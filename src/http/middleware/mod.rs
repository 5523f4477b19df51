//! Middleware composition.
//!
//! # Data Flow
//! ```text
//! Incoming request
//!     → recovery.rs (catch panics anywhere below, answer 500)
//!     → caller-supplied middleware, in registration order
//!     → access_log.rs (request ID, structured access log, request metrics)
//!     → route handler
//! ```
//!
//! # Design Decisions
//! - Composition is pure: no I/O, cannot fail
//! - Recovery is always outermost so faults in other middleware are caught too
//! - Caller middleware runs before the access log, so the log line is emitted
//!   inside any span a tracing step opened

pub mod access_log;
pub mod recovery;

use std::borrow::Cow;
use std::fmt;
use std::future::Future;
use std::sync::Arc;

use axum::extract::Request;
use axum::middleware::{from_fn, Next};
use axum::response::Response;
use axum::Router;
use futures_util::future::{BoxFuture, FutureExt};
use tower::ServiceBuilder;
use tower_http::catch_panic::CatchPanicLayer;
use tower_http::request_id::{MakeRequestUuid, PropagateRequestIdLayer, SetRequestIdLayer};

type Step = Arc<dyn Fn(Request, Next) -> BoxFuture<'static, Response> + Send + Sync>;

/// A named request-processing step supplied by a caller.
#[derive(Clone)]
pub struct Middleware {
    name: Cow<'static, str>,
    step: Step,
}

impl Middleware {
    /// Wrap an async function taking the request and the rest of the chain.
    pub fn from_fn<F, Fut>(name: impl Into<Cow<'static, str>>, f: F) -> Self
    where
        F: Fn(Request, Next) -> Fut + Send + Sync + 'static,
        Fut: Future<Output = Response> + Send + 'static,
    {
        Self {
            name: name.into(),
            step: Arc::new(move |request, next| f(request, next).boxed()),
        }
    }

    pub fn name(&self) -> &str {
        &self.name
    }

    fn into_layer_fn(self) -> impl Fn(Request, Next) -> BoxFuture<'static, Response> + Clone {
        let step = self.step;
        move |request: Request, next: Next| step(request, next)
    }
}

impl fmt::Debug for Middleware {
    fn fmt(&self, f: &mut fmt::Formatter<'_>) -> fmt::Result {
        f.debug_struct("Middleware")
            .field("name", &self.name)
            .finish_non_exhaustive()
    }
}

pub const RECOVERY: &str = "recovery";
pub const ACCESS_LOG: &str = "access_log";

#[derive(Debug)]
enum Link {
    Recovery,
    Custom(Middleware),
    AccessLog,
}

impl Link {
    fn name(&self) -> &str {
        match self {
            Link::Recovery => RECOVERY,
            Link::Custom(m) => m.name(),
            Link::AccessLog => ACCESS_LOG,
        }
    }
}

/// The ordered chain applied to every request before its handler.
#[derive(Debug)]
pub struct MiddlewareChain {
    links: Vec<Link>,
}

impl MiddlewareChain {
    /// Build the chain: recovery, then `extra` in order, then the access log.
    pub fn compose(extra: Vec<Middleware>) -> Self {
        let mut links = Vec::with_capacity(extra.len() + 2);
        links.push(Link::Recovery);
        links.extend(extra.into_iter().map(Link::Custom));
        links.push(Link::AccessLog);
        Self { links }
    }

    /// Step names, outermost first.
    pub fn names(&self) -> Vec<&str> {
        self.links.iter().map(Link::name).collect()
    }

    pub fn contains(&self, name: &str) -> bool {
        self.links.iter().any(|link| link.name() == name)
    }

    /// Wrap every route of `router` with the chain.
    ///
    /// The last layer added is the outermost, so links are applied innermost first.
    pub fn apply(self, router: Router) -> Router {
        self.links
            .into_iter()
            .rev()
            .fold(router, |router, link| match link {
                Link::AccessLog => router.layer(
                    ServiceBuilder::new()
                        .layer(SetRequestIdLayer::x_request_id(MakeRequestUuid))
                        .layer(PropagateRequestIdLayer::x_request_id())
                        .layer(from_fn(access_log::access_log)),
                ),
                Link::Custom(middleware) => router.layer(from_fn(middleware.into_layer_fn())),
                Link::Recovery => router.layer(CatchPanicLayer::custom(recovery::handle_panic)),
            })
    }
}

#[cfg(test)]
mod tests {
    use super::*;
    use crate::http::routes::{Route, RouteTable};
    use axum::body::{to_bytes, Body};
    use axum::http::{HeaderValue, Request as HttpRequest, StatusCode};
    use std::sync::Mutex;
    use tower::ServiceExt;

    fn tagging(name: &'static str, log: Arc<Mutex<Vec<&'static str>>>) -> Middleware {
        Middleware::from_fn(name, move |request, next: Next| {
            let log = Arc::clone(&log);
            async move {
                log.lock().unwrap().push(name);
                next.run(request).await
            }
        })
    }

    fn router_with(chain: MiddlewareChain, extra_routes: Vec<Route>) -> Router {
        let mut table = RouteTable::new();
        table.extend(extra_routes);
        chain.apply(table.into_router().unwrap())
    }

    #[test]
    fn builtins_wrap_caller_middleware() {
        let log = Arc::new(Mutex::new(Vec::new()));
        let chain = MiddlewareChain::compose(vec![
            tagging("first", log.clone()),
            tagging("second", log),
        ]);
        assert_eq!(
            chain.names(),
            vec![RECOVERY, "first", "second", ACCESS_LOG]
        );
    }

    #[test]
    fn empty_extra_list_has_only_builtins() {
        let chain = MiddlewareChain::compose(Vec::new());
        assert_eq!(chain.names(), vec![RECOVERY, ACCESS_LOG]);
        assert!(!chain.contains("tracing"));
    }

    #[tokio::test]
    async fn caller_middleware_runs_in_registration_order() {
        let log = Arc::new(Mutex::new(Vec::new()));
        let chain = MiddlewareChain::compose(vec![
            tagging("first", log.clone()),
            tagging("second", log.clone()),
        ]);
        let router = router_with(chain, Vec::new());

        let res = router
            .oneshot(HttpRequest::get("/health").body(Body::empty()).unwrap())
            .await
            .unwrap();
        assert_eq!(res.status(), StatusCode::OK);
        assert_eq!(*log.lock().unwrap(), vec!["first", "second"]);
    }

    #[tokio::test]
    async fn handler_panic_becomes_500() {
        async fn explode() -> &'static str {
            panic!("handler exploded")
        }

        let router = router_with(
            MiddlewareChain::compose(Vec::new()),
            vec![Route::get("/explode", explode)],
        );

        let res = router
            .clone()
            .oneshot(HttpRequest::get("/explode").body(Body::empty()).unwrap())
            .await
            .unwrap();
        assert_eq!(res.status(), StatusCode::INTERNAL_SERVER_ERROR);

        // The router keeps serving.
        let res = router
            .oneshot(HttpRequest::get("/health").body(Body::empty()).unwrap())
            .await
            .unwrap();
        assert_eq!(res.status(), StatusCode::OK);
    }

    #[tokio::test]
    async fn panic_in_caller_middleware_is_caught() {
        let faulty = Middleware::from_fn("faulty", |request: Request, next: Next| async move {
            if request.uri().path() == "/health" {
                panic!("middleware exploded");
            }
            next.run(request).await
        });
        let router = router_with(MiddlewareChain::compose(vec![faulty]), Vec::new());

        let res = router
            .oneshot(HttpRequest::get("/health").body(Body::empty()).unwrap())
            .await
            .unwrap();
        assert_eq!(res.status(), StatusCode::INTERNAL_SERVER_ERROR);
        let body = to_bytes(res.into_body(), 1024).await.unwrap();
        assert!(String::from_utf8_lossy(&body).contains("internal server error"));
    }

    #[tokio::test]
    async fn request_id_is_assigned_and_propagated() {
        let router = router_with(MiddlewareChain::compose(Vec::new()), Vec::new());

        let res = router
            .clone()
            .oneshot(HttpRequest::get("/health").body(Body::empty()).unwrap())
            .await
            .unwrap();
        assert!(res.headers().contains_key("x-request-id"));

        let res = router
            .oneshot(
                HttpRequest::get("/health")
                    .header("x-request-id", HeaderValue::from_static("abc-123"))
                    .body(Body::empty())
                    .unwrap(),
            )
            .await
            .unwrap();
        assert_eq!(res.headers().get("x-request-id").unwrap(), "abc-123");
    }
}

---

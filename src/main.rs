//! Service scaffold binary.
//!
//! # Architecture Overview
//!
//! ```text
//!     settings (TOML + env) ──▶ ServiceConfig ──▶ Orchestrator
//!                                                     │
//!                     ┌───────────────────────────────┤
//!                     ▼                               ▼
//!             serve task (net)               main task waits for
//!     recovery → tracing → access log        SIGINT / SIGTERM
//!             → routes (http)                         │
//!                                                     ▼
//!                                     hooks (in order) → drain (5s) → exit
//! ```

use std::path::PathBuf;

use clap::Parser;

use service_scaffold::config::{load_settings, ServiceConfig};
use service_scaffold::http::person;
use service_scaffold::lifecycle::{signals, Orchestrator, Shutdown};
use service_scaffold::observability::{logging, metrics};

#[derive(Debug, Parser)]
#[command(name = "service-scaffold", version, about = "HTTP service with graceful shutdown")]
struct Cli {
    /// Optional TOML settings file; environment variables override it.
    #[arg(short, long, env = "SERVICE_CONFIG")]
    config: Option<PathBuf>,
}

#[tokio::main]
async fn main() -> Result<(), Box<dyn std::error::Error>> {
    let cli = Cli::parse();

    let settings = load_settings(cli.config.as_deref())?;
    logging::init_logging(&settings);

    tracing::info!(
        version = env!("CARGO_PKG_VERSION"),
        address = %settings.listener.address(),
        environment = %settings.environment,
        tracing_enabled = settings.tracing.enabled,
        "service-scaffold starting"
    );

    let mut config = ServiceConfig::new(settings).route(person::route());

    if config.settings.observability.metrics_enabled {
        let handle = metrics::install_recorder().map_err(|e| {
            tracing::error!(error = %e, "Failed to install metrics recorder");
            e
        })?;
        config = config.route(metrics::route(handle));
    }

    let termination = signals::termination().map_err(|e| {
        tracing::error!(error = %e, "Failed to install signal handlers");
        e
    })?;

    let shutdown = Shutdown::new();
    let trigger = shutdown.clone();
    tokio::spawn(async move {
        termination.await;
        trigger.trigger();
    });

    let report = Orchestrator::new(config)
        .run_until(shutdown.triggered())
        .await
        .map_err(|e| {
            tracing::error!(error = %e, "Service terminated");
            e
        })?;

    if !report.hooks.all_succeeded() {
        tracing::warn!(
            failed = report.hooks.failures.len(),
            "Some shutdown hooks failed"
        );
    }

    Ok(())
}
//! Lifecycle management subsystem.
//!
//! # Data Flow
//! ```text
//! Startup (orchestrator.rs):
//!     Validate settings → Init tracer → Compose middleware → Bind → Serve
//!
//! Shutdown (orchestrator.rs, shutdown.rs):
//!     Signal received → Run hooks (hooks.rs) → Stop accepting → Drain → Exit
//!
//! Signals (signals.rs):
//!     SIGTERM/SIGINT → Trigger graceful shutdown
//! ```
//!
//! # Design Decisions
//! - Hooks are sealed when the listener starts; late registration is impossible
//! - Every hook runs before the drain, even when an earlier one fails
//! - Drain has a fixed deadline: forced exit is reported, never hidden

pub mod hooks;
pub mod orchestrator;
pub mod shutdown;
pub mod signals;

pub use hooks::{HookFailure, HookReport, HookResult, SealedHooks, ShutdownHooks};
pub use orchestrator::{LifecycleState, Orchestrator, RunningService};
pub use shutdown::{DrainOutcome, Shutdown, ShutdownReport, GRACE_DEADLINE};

[Problem to work on]
From the records above, transcribe exactly the run of lines that opens with the line holding "filename src/http/middleware/mod.rs" and closes with the line holding "line is emitted", both included.

[Problem solution]
filename src/http/middleware/mod.rs
repository 5523f4477b19df51
//! Middleware composition.
//!
//! # Data Flow
//! ```text
//! Incoming request
//!     → recovery.rs (catch panics anywhere below, answer 500)
//!     → caller-supplied middleware, in registration order
//!     → access_log.rs (request ID, structured access log, request metrics)
//!     → route handler
//! ```
//!
//! # Design Decisions
//! - Composition is pure: no I/O, cannot fail
//! - Recovery is always outermost so faults in other middleware are caught too
//! - Caller middleware runs before the access log, so the log line is emitted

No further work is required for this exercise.